I primi giardini botanici
Il Rinascimento italiano vide anche una rivoluzione nello studio della botanica attraverso la classificazione sistematica delle piante e la creazione dei primi giardini botanici. Durante il Medioevo, le piante furono studiate per gli usi medicinali. Fino al XVI secolo, l’opera standard di botanica era De Materia Medica scritta nel I secolo d.C. da un medico greco, Pedanius Dioscorides, che descriveva seicento piante ma mancava di molte piante autoctone d’Italia e aveva descrizioni vaghe con stilizzato e inesatto illustrazioni. Nel 1533 l’Università di Padova creò la prima cattedra di botanica e nominò Francesco Bonafede come primo professore Simplicium, professore di “semplici” o piante medicinali. Nel 1545, uno studioso della facoltà di medicina dell’Università di Padova, Pietro Andrea Mattioli, scrisse un nuovo libro sulle erbe medicinali, Commentarii in libros sex Pedanii Dioscoridis, che, in successive edizioni, descrisse sistematicamente e fornì gli usi medicinali di milleduecento diverse piante. Tale lavoro scientifico è stato aiutato da marinai ed esploratori di ritorno dal Nuovo Mondo, dall’Asia e dall’Africa, che hanno riportato campioni di piante sconosciute in Europa.

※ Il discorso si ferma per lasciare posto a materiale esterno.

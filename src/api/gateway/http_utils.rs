//! Shared HTTP utilities for gateway implementations.

/// Extracts the `message` (or `error`) string from a JSON error body.
pub(super) fn extract_api_message(body: &str) -> Option<String> {
    let Ok(value) = serde_json::from_str::<serde_json::Value>(body) else {
        let trimmed = body.trim();
        return (!trimmed.is_empty()).then(|| truncate_for_message(trimmed, 160));
    };
    ["message", "error"]
        .iter()
        .find_map(|key| value.get(key).and_then(serde_json::Value::as_str))
        .map(ToOwned::to_owned)
}

fn truncate_for_message(message: &str, max_chars: usize) -> String {
    let mut output = String::new();
    let mut chars = message.chars();

    for _ in 0..max_chars {
        let Some(character) = chars.next() else {
            return output;
        };
        output.push(character);
    }

    if chars.next().is_some() {
        output.push_str("...");
    }

    output
}

#[cfg(test)]
mod tests {
    use rstest::rstest;

    use super::extract_api_message;

    #[rstest]
    #[case(r#"{"message": "Invalid credentials"}"#, Some("Invalid credentials"))]
    #[case(r#"{"error": "Forbidden"}"#, Some("Forbidden"))]
    #[case(r#"{"status": 500}"#, None)]
    #[case("Bad Gateway", Some("Bad Gateway"))]
    #[case("  ", None)]
    fn message_is_taken_from_known_keys(#[case] body: &str, #[case] expected: Option<&str>) {
        assert_eq!(extract_api_message(body).as_deref(), expected);
    }

    #[test]
    fn plain_text_bodies_are_truncated() {
        let body = "x".repeat(200);
        let message = extract_api_message(&body).expect("message should be present");
        assert_eq!(message.chars().count(), 163);
        assert!(message.ends_with("..."));
    }
}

Nel giugno del 1543, l’Università di Padova creò il primo giardino botanico del mondo, l’Orto botanico di Padova, e l’Università di Pisa seguì con il proprio giardino, l’Orto botanico di Pisa, nel 1545. Nel 1591, il giardino di Padova aveva superato 1.168 piante e alberi diversi, tra cui una palma a ventaglio portata dall’Egitto. Nel 1545, a Firenze, Cosimo de ‘Medici fondò il Giardino dei Semplici, il giardino delle erbe medicinali. Presto le scuole di medicina delle università di Bologna, Ferrara e Sassari avevano tutti i loro giardini botanici pieni di piante esotiche da tutto il mondo.